Although Nielsen asserted that the symphony is non-programmatic, he once expressed his views on it thus:

I'm rolling a stone up a hill, I'm using the powers in me to bring the stone to the top. The stone lies there so still, powers are wrapped in it, until I give it a kick and the same powers are released and the stone rolls down again. But you mustn't take that as a programme!

==Reception==
The immediate reception of the press to the symphony was generally positive, especially the first movement. Axel Kjerulf wrote that in the Adagio section, he heard a Dream giving way to a "Dream about Deeds... Carl Nielsen has maybe never written more powerful, beautiful, fundamentally healthy and genuine music than here." However, critics were more hesitant towards the second movement. In August Felsing's review, he commented that "Intellectual art is what the second part is, and it is a master who speaks. But the pact with the eternal in art which shines forth in the first part is broken here." Musicians' opinions were divided. Victor Bendix, a long-time supporter and friend, wrote to Nielsen the day after the premiere, calling the work a "Sinfonie filmatique, this dirty trenches-music, this impudent fraud, this clenched fist in the face of a defenceless, novelty-snobbish, titillation-sick public, commonplace people en masse, who lovingly lick the hand stained with their own noses' blood!"

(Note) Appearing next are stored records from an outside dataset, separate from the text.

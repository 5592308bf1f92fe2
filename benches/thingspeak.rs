use criterion::{Criterion, Throughput};
use libthingspeak::network::error::Error;
use libthingspeak::network::{Close, Connect, Connection, Read, Write};
use libthingspeak::thingspeak::update::UPDATE_BODY_LEN;
use libthingspeak::thingspeak::{FeedEntry, ThingSpeak, Update, value_by_key};
use rand::Rng;
use std::hint::black_box;

const LAST_ENTRY: &str = r#"{"created_at":"2024-03-01T10:00:00Z","entry_id":1042,"field1":"21.50000","field2":"64","field3":"1013.2","field4":null,"field5":null,"field6":null,"field7":null,"field8":"on","latitude":"52.52","longitude":"13.405","elevation":"34","status":"all sensors nominal"}"#;

/// Answers every request with a fixed `200 OK` carrying an entry id.
struct Loopback {
    response: &'static [u8],
    pos: usize,
}

impl Read for Loopback {
    type Error = Error;
    fn read(&mut self, buf: &mut [u8]) -> Result<usize, Self::Error> {
        let remaining = &self.response[self.pos..];
        let n = remaining.len().min(buf.len());
        buf[..n].copy_from_slice(&remaining[..n]);
        self.pos += n;
        Ok(n)
    }
}

impl Write for Loopback {
    type Error = Error;
    fn write(&mut self, buf: &[u8]) -> Result<usize, Self::Error> {
        Ok(buf.len())
    }

    fn flush(&mut self) -> Result<(), Self::Error> {
        Ok(())
    }
}

impl Close for Loopback {
    type Error = Error;
    fn close(self) -> Result<(), Self::Error> {
        Ok(())
    }
}

impl Connection for Loopback {}

struct LoopbackNetwork;

impl Connect for LoopbackNetwork {
    type Connection = Loopback;
    type Error = Error;

    fn connect(&mut self, _remote: &str) -> Result<Self::Connection, Self::Error> {
        Ok(Loopback {
            response: b"HTTP/1.1 200 OK\r\nContent-Length: 4\r\nConnection: close\r\n\r\n1042",
            pos: 0,
        })
    }
}

fn random_update() -> Update {
    let mut rng = rand::thread_rng();
    let mut update = Update::new();
    for field in 1..=8 {
        update.set_field(field, rng.gen_range(-1000.0_f32..1000.0)).unwrap();
    }
    update.set_latitude(rng.gen_range(-90.0..90.0));
    update.set_longitude(rng.gen_range(-180.0..180.0));
    update.set_elevation(rng.gen_range(0.0..4000.0));
    update.set_status("all sensors nominal").unwrap();
    update
}

pub fn bench_encode_update(c: &mut Criterion) {
    let update = random_update();
    let mut group = c.benchmark_group("update");
    group.throughput(Throughput::Bytes(update.content_length() as u64));
    group.bench_function("encode", |b| {
        b.iter(|| {
            let mut body: heapless::String<UPDATE_BODY_LEN> = heapless::String::new();
            black_box(&update).encode(&mut body).unwrap();
            body
        })
    });
    group.finish();
}

pub fn bench_value_by_key(c: &mut Criterion) {
    let mut group = c.benchmark_group("json");
    group.throughput(Throughput::Bytes(LAST_ENTRY.len() as u64));
    group.bench_function("value_by_key", |b| {
        b.iter(|| value_by_key(black_box(LAST_ENTRY), black_box("status")))
    });
    group.finish();
}

pub fn bench_parse_feed_entry(c: &mut Criterion) {
    let mut group = c.benchmark_group("json");
    group.throughput(Throughput::Bytes(LAST_ENTRY.len() as u64));
    group.bench_function("feed_entry", |b| {
        b.iter(|| FeedEntry::parse(black_box(LAST_ENTRY)).unwrap())
    });
    group.finish();
}

pub fn bench_write_field(c: &mut Criterion) {
    let mut ts = ThingSpeak::new(LoopbackNetwork);
    let mut rng = rand::thread_rng();
    c.bench_function("write_field", |b| {
        b.iter(|| {
            let value: i32 = rng.gen_range(0..10_000);
            ts.write_field(31461, 1, value, "XXXXXXXXXXXXXXXX").unwrap()
        })
    });
}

A Swedish performance on 20 January 1924, under the baton of Georg Schnéevoigt, caused quite a scandal; the Berlingske Tidende reported that some in the audience could not take the modernism of the work:

 Midway through the first part with its rattling drums and 'cacophonous' effects a genuine panic broke out. Around a quarter of the audience rushed for the exits with confusion and anger written over their faces, and those who remained tried to hiss down the 'spectacle', while the conductor Georg Schnéevoigt drove the orchestra to extremes of volume. This whole intermezzo underlined the humoristic-burlesque element in the symphony in such a way that Carl Nielsen could certainly never have dreamed of. His representation of modern life with its confusion, brutality and struggle, all the uncontrolled shouts of pain and ignorance—and behind it all the side drum's harsh rhythm as the only disciplining force—as the public fled, made a touch of almost diabolic humour.

For decades, Nielsen's music did not win recognition outside Denmark. The first recording was in 1933: Georg Høeberg with the Danish Radio Symphony Orchestra for Dancord. The first live recording was produced in 1950 with Erik Tuxen conducting the same orchestra at the Edinburgh Festival. An international breakthrough was made only when Leonard Bernstein recorded the symphony with the New York Philharmonic in 1962 for CBS. This recording helped Nielsen's music to achieve appreciation beyond his home country, and is considered one of the finest recorded accounts of the symphony.